Stilisticamente, quest'opera rientra nel catalogo di Giovanni Paolo Castelli, noto come "Lo Spadino" (Roma 1659-1730). L'esuberante decorazione barocca, la qualità della rappresentazione della frutta e la tavolozza di colori saturi e vivaci sono tutti elementi che caratterizzano le opere conosciute del pittore romano.
Giovanni Paolo Castelli, detto "Lo Spadino", è la figura più famosa di una famiglia di artisti specializzati in nature morte, attivi a Roma nella seconda metà del XVII secolo e nei primi decenni del XVIII. La famiglia Castelli comprendeva tre pittori imparentati: i fratelli Bartolomeo (1641-1686) e Giovanni Paolo, separati da diciotto anni, e il figlio di Giovanni Castelli, anch'egli di nome Bartolomeo (1696-1738). Giovanni Paolo è il membro più famoso e documentato della famiglia Castelli, noto come "Lo Spadino", un soprannome derivato da un piccolo pugnale che egli pose simbolicamente tra i frutti in un dipinto, che fu poi adottato dal figlio e utilizzato anche nei documenti ufficiali.

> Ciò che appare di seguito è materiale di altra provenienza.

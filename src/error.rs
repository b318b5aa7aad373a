//! Error types for the DL compiler.
//!
//! Using thiserror for more idiomatic error handling.

use thiserror::Error;

use crate::inter::Opcode;
use crate::semantic::Type;

/// Main error type for DL compilation.
#[derive(Error, Debug)]
pub enum CompileError {
    #[error("syntax error at line {line}: {message}")]
    Syntax { line: u32, message: String },

    #[error("semantic error at line {line}: {message}")]
    Semantic { line: u32, message: String },

    /// The lowering table has no entry for this opcode/type shape.
    #[error("no lowering for {op:?} over {ty:?} operands")]
    UnsupportedLowering { op: Opcode, ty: Type },

    /// An operand resolved to neither a label, a constant, a register nor a
    /// spill slot. Signals a defect in an earlier phase, never user input.
    #[error("internal invariant violated: {reason}")]
    InvalidOperand { reason: String },

    /// A program fault hit while interpreting the IR (division by zero,
    /// unreadable input).
    #[error("runtime fault: {reason}")]
    Runtime { reason: String },

    #[error("i/o error: {0}")]
    Io(#[from] std::io::Error),
}

impl CompileError {
    pub fn syntax(line: u32, message: impl Into<String>) -> Self {
        Self::Syntax { line, message: message.into() }
    }

    pub fn semantic(line: u32, message: impl Into<String>) -> Self {
        Self::Semantic { line, message: message.into() }
    }

    pub fn invalid_operand(reason: impl Into<String>) -> Self {
        Self::InvalidOperand { reason: reason.into() }
    }

    /// Source line the diagnostic points at, for front-end errors.
    pub fn line(&self) -> Option<u32> {
        match self {
            Self::Syntax { line, .. } | Self::Semantic { line, .. } => Some(*line),
            _ => None,
        }
    }
}

/// Result type alias for compile operations.
pub type CompileResult<T> = Result<T, CompileError>;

Giovanni Paolo nacque a Roma l'8 aprile 1659, figlio di Felice, originario di Montalto delle Marche, e di Domenica Crescenzi, di Roma. Il 28 marzo 1690 sposò Apollonia De Marchis, figlia e sorella di due "quadrari" (pittori specializzati nella rappresentazione di cornici), Giovanni e Tommaso, che in seguito contribuirono a diffondere le opere di Castelli.
Il pittore viveva a Roma, come testimoniano i registri parrocchiali di San Lorenzo in Lucina e Santa Maria del Popolo. Ha trascorso la sua giovinezza vicino al porto di Ripetta e ha sempre vissuto nelle vicinanze (via del Babuino, Del Corso e via dei Condotti). Tra il 1680 e il 1683 c'è una lacuna documentaria dovuta al fatto che il pittore ha scontato una pena detentiva per omicidio.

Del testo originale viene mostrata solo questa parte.